* **Required action**
Every single entry needs to appear again exactly as given.

Dataset entries:
---
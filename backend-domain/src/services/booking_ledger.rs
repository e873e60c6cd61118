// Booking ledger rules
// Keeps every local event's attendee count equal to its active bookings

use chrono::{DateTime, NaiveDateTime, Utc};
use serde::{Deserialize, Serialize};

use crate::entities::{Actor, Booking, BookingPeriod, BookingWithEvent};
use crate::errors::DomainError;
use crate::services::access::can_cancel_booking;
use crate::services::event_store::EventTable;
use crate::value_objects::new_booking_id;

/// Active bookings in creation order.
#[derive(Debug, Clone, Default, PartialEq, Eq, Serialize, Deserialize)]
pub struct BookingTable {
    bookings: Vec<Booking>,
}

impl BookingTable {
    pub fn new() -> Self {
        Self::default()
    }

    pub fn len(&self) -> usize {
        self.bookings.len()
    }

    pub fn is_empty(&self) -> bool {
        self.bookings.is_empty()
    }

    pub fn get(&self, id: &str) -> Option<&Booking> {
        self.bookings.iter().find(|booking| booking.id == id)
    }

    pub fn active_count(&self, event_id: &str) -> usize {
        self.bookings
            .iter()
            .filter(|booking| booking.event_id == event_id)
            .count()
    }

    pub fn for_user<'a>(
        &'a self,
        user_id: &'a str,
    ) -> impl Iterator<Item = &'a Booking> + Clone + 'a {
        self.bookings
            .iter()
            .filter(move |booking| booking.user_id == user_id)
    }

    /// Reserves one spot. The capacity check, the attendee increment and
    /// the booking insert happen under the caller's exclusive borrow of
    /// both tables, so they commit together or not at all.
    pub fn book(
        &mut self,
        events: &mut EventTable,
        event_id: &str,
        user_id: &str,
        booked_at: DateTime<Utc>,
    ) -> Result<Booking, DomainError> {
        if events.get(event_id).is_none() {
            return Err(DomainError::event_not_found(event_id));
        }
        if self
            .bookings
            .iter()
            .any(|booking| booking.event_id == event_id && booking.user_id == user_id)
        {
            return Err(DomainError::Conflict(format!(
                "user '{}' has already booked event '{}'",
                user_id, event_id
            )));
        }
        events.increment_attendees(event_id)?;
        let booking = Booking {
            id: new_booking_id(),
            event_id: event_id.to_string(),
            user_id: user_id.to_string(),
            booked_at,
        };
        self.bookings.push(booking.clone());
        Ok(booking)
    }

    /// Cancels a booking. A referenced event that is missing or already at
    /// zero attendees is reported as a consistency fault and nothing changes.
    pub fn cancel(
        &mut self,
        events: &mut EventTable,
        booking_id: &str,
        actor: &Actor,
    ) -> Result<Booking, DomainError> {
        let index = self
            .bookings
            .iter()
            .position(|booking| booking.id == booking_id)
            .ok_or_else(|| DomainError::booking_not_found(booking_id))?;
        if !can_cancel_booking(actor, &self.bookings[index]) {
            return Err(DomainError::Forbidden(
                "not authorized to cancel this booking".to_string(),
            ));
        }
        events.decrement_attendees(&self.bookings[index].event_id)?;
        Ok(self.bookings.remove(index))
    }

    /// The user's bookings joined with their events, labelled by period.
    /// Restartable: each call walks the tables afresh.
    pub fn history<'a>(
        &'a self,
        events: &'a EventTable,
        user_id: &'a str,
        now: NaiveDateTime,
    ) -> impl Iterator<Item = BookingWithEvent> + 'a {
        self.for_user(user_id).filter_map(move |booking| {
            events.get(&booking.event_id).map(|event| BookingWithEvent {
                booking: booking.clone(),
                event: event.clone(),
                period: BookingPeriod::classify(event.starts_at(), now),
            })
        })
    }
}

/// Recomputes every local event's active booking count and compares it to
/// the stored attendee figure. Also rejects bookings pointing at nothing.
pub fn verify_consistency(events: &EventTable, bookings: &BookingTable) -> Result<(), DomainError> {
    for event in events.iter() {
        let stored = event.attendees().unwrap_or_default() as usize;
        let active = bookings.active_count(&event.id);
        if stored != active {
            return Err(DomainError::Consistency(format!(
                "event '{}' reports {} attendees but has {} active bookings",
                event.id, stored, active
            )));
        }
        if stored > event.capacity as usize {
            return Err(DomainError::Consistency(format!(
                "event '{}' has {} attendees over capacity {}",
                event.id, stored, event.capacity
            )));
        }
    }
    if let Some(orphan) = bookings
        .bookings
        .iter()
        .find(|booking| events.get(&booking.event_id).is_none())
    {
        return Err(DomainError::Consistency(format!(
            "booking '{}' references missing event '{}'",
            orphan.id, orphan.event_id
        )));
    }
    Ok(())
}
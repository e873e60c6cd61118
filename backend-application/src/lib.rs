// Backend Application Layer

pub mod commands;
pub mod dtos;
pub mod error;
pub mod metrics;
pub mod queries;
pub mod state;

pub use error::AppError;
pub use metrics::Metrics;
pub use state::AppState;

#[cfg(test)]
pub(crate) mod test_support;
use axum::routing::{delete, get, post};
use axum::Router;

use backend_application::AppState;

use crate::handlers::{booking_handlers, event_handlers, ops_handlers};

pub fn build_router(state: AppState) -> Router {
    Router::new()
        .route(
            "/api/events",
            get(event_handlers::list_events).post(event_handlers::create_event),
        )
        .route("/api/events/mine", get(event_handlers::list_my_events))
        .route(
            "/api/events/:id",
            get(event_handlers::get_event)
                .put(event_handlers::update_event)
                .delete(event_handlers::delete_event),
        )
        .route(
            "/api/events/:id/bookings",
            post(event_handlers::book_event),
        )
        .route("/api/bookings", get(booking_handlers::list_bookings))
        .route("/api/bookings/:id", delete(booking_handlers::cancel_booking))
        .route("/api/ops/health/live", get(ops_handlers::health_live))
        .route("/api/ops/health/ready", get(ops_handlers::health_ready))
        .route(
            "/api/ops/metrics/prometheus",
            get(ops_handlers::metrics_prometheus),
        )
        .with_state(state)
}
---
* **Worked solution**
filename backend-domain/src/services/booking_ledger.rs
repository e873e60c6cd61118
// Booking ledger rules
// Keeps every local event's attendee count equal to its active bookings

use chrono::{DateTime, NaiveDateTime, Utc};
use serde::{Deserialize, Serialize};

use crate::entities::{Actor, Booking, BookingPeriod, BookingWithEvent};
use crate::errors::DomainError;
use crate::services::access::can_cancel_booking;
use crate::services::event_store::EventTable;
use crate::value_objects::new_booking_id;

/// Active bookings in creation order.
#[derive(Debug, Clone, Default, PartialEq, Eq, Serialize, Deserialize)]
pub struct BookingTable {
    bookings: Vec<Booking>,
}

impl BookingTable {
    pub fn new() -> Self {
        Self::default()
    }

    pub fn len(&self) -> usize {
        self.bookings.len()
    }

    pub fn is_empty(&self) -> bool {
        self.bookings.is_empty()
    }

    pub fn get(&self, id: &str) -> Option<&Booking> {
        self.bookings.iter().find(|booking| booking.id == id)
    }

    pub fn active_count(&self, event_id: &str) -> usize {
        self.bookings
            .iter()
            .filter(|booking| booking.event_id == event_id)
            .count()
    }

    pub fn for_user<'a>(
        &'a self,
        user_id: &'a str,
    ) -> impl Iterator<Item = &'a Booking> + Clone + 'a {
        self.bookings
            .iter()
            .filter(move |booking| booking.user_id == user_id)
    }

    /// Reserves one spot. The capacity check, the attendee increment and
    /// the booking insert happen under the caller's exclusive borrow of
    /// both tables, so they commit together or not at all.
    pub fn book(
        &mut self,
        events: &mut EventTable,
        event_id: &str,
        user_id: &str,
        booked_at: DateTime<Utc>,
    ) -> Result<Booking, DomainError> {
        if events.get(event_id).is_none() {
            return Err(DomainError::event_not_found(event_id));
        }
        if self
            .bookings
            .iter()
            .any(|booking| booking.event_id == event_id && booking.user_id == user_id)
        {
            return Err(DomainError::Conflict(format!(
                "user '{}' has already booked event '{}'",
                user_id, event_id
            )));
        }
        events.increment_attendees(event_id)?;
        let booking = Booking {
            id: new_booking_id(),
            event_id: event_id.to_string(),
            user_id: user_id.to_string(),
            booked_at,
        };
        self.bookings.push(booking.clone());
        Ok(booking)
    }

    /// Cancels a booking. A referenced event that is missing or already at
    /// zero attendees is reported as a consistency fault and nothing changes.
    pub fn cancel(
        &mut self,
        events: &mut EventTable,
        booking_id: &str,
        actor: &Actor,
    ) -> Result<Booking, DomainError> {
        let index = self
            .bookings
            .iter()
            .position(|booking| booking.id == booking_id)
            .ok_or_else(|| DomainError::booking_not_found(booking_id))?;
        if !can_cancel_booking(actor, &self.bookings[index]) {
            return Err(DomainError::Forbidden(
                "not authorized to cancel this booking".to_string(),
            ));
        }
        events.decrement_attendees(&self.bookings[index].event_id)?;
        Ok(self.bookings.remove(index))
    }

    /// The user's bookings joined with their events, labelled by period.
    /// Restartable: each call walks the tables afresh.
    pub fn history<'a>(
        &'a self,
        events: &'a EventTable,
        user_id: &'a str,
        now: NaiveDateTime,
    ) -> impl Iterator<Item = BookingWithEvent> + 'a {
        self.for_user(user_id).filter_map(move |booking| {
            events.get(&booking.event_id).map(|event| BookingWithEvent {
                booking: booking.clone(),
                event: event.clone(),
                period: BookingPeriod::classify(event.starts_at(), now),
            })
        })
    }
}

/// Recomputes every local event's active booking count and compares it to
/// the stored attendee figure. Also rejects bookings pointing at nothing.
pub fn verify_consistency(events: &EventTable, bookings: &BookingTable) -> Result<(), DomainError> {
    for event in events.iter() {
        let stored = event.attendees().unwrap_or_default() as usize;
        let active = bookings.active_count(&event.id);
        if stored != active {
            return Err(DomainError::Consistency(format!(
                "event '{}' reports {} attendees but has {} active bookings",
                event.id, stored, active
            )));
        }
        if stored > event.capacity as usize {
            return Err(DomainError::Consistency(format!(
                "event '{}' has {} attendees over capacity {}",
                event.id, stored, event.capacity
            )));
        }
    }
    if let Some(orphan) = bookings
        .bookings
        .iter()
        .find(|booking| events.get(&booking.event_id).is_none())
    {
        return Err(DomainError::Consistency(format!(
            "booking '{}' references missing event '{}'",
            orphan.id, orphan.event_id
        )));
    }
    Ok(())
}
repository e873e60c6cd61118
filename backend-application/src/lib.rs
// Backend Application Layer

pub mod commands;
pub mod dtos;
pub mod error;
pub mod metrics;
pub mod queries;
pub mod state;

pub use error::AppError;
pub use metrics::Metrics;
pub use state::AppState;

#[cfg(test)]
pub(crate) mod test_support;
use axum::routing::{delete, get, post};
use axum::Router;

use backend_application::AppState;

use crate::handlers::{booking_handlers, event_handlers, ops_handlers};

pub fn build_router(state: AppState) -> Router {
    Router::new()
        .route(
            "/api/events",
            get(event_handlers::list_events).post(event_handlers::create_event),
        )
        .route("/api/events/mine", get(event_handlers::list_my_events))
        .route(
            "/api/events/:id",
            get(event_handlers::get_event)
                .put(event_handlers::update_event)
                .delete(event_handlers::delete_event),
        )
        .route(
            "/api/events/:id/bookings",
            post(event_handlers::book_event),
        )
        .route("/api/bookings", get(booking_handlers::list_bookings))
        .route("/api/bookings/:id", delete(booking_handlers::cancel_booking))
        .route("/api/ops/health/live", get(ops_handlers::health_live))
        .route("/api/ops/health/ready", get(ops_handlers::health_ready))
        .route(
            "/api/ops/metrics/prometheus",
            get(ops_handlers::metrics_prometheus),
        )
        .with_state(state)
}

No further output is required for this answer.